Problem requirements - Scan the entries for the word "clockwise". Every line that has it should be copied.

━━━ Material provided

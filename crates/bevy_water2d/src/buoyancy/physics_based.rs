//! Area-based buoyancy with per-edge drag and lift.

use bevy::math::Vec2;

use super::BuoyancyParams;
use crate::clip::SubmergedPolygon;
use crate::geometry::{AREA_EPSILON, cross_2d, edges};

/// A force and the world point it acts on.
#[derive(Clone, Copy, Debug, Default, PartialEq)]
pub struct PointForce {
  pub force: Vec2,
  pub point: Vec2,
}

/// Forces on one submerged edge, all acting at its midpoint.
#[derive(Clone, Copy, Debug, Default, PartialEq)]
pub struct EdgeForce {
  pub midpoint: Vec2,
  /// Outward unit normal.
  pub normal: Vec2,
  pub length: f32,
  /// Normal against the relative fluid direction; `<= 0` means leading.
  pub drag_dot: f32,
  pub drag: Vec2,
  pub lift: Vec2,
  pub flow: Vec2,
}

impl EdgeForce {
  #[inline]
  pub fn is_leading(&self) -> bool {
    self.drag_dot <= 0.0
  }

  #[inline]
  pub fn total(&self) -> Vec2 {
    self.drag + self.lift + self.flow
  }
}

/// Output of [`physics_based_forces`].
#[derive(Clone, Debug, Default, PartialEq)]
pub struct PhysicsForces {
  /// Combined buoyancy at the area-weighted centroid of all pieces.
  pub buoyancy: PointForce,
  pub edges: Vec<EdgeForce>,
  pub submerged_area: f32,
}

impl PhysicsForces {
  pub fn total_force(&self) -> Vec2 {
    self.buoyancy.force + self.edges.iter().map(EdgeForce::total).sum::<Vec2>()
  }

  /// Torque of every force about `pivot` (counter-clockwise positive).
  pub fn torque_about(&self, pivot: Vec2) -> f32 {
    let buoyancy = cross_2d(self.buoyancy.point - pivot, self.buoyancy.force);
    buoyancy
      + self
        .edges
        .iter()
        .map(|e| cross_2d(e.midpoint - pivot, e.total()))
        .sum::<f32>()
  }

  /// Every non-zero force with its application point.
  pub fn point_forces(&self) -> impl Iterator<Item = PointForce> + '_ {
    std::iter::once(self.buoyancy)
      .chain(self.edges.iter().map(|e| PointForce {
        force: e.total(),
        point: e.midpoint,
      }))
      .filter(|p| p.force != Vec2::ZERO)
  }

  pub fn scale(&mut self, factor: f32) {
    self.buoyancy.force *= factor;
    for edge in &mut self.edges {
      edge.drag *= factor;
      edge.lift *= factor;
      edge.flow *= factor;
    }
  }
}

/// Computes buoyancy and hydrodynamic forces for the submerged `pieces`.
///
/// `fluid_velocity_at` returns the velocity of the water relative to the
/// object at a world point (for still water: minus the object's point
/// velocity). An edge leads when its outward normal opposes that velocity.
pub fn physics_based_forces(
  pieces: &[SubmergedPolygon],
  fluid_velocity_at: impl Fn(Vec2) -> Vec2,
  params: &BuoyancyParams,
) -> PhysicsForces {
  let area: f32 = pieces.iter().map(|p| p.area).sum();
  if area <= AREA_EPSILON {
    return PhysicsForces::default();
  }
  let centroid = pieces
    .iter()
    .map(|p| p.centroid * p.area)
    .sum::<Vec2>()
    / area;

  let density = params.density;
  let flow = params.flow.direction().map(|d| (d, params.flow.strength));
  let mut edge_forces = Vec::with_capacity(pieces.iter().map(|p| p.points.len()).sum());

  for piece in pieces {
    for (a, b) in edges(&piece.points) {
      let along = b - a;
      let length = along.length();
      if length <= f32::EPSILON {
        continue;
      }
      let tangent = along / length;
      // Right-hand perpendicular is outward for counter-clockwise rings.
      let normal = Vec2::new(tangent.y, -tangent.x);
      let midpoint = (a + b) * 0.5;

      let mut edge = EdgeForce {
        midpoint,
        normal,
        length,
        ..Default::default()
      };

      let velocity = fluid_velocity_at(midpoint);
      let speed_sq = velocity.length_squared();
      if let Some(direction) = velocity.try_normalize() {
        edge.drag_dot = normal.dot(direction);
        if edge.is_leading() {
          let base = edge.drag_dot * length * density * speed_sq;
          let drag = (-base * params.drag_coefficient).clamp(0.0, params.max_drag);
          edge.drag = direction * drag;

          let lift = (base * tangent.dot(direction) * params.lift_coefficient)
            .clamp(-params.max_lift, params.max_lift);
          edge.lift = direction.perp() * lift;
        }
      }

      if let Some((direction, strength)) = flow
        && normal.dot(direction) < 0.0
      {
        edge.flow = direction * strength * length;
      }

      edge_forces.push(edge);
    }
  }

  PhysicsForces {
    buoyancy: PointForce {
      force: -params.gravity() * area * density,
      point: centroid,
    },
    edges: edge_forces,
    submerged_area: area,
  }
}

#[cfg(test)]
mod tests {
  use super::*;
  use crate::buoyancy::FlowParams;
  use crate::clip::clip_against_line;

  fn box_2x1() -> Vec<Vec2> {
    vec![
      Vec2::new(-1.0, -0.5),
      Vec2::new(1.0, -0.5),
      Vec2::new(1.0, 0.5),
      Vec2::new(-1.0, 0.5),
    ]
  }

  fn half_submerged() -> Vec<SubmergedPolygon> {
    // Waterline at y = 0 leaves the lower half (2 x 0.5) under water.
    let result = clip_against_line(&box_2x1(), Vec2::new(-5.0, 0.0), Vec2::new(5.0, 0.0));
    assert_eq!(result.pieces.len(), 1);
    result.pieces
  }

  #[test]
  fn equilibrium_box_buoyancy() {
    let pieces = half_submerged();
    assert!((pieces[0].area - 1.0).abs() < 1e-5);

    let params = BuoyancyParams::default();
    let forces = physics_based_forces(&pieces, |_| Vec2::ZERO, &params);
    assert!((forces.buoyancy.force.length() - 9.8).abs() < 1e-4);
    assert!(forces.buoyancy.force.y > 0.0);
    assert!((forces.buoyancy.point - Vec2::new(0.0, -0.25)).length() < 1e-5);
    assert!(forces.edges.iter().all(|e| e.total() == Vec2::ZERO));
  }

  #[test]
  fn only_leading_edges_get_drag() {
    let pieces = vec![SubmergedPolygon::new(box_2x1())];
    let params = BuoyancyParams::default();
    // Object moving right through still water.
    let forces = physics_based_forces(&pieces, |_| Vec2::new(-2.0, 0.0), &params);

    let mut saw_leading_drag = false;
    for edge in &forces.edges {
      if edge.is_leading() {
        if edge.normal.x > 0.5 {
          assert!(edge.drag.x < 0.0, "drag must oppose motion");
          saw_leading_drag = true;
        }
      } else {
        assert_eq!(edge.drag, Vec2::ZERO);
        assert_eq!(edge.lift, Vec2::ZERO);
      }
    }
    assert!(saw_leading_drag);
    let trailing = forces.edges.iter().filter(|e| !e.is_leading()).count();
    assert_eq!(trailing, 1);
  }

  #[test]
  fn drag_is_clamped() {
    let pieces = vec![SubmergedPolygon::new(box_2x1())];
    let params = BuoyancyParams {
      max_drag: 3.0,
      ..Default::default()
    };
    let forces = physics_based_forces(&pieces, |_| Vec2::new(-100.0, 0.0), &params);
    for edge in &forces.edges {
      assert!(edge.drag.length() <= 3.0 + 1e-4);
    }
  }

  #[test]
  fn flow_pushes_upstream_edges() {
    let pieces = vec![SubmergedPolygon::new(box_2x1())];
    let params = BuoyancyParams {
      flow: FlowParams {
        enabled: true,
        direction: [1.0, 0.0],
        strength: 2.0,
      },
      ..Default::default()
    };
    let forces = physics_based_forces(&pieces, |_| Vec2::ZERO, &params);
    let pushed: Vec<&EdgeForce> = forces.edges.iter().filter(|e| e.flow != Vec2::ZERO).collect();
    assert_eq!(pushed.len(), 1);
    assert!(pushed[0].normal.x < -0.5);
    // Left edge has length 1.
    assert!((pushed[0].flow.x - 2.0).abs() < 1e-5);
  }

  #[test]
  fn off_centre_buoyancy_produces_torque() {
    let pieces = half_submerged();
    let forces = physics_based_forces(&pieces, |_| Vec2::ZERO, &BuoyancyParams::default());
    assert!(forces.torque_about(Vec2::new(-1.0, 0.0)) > 0.0);
    assert!(forces.torque_about(Vec2::new(0.0, 0.0)).abs() < 1e-4);
  }

  #[test]
  fn empty_submersion_is_zero() {
    let forces = physics_based_forces(&[], |_| Vec2::ONE, &BuoyancyParams::default());
    assert_eq!(forces, PhysicsForces::default());
    assert_eq!(forces.point_forces().count(), 0);
  }
}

━━━━━━

Exercise answer -
  /// Torque of every force about `pivot` (counter-clockwise positive).
      // Right-hand perpendicular is outward for counter-clockwise rings.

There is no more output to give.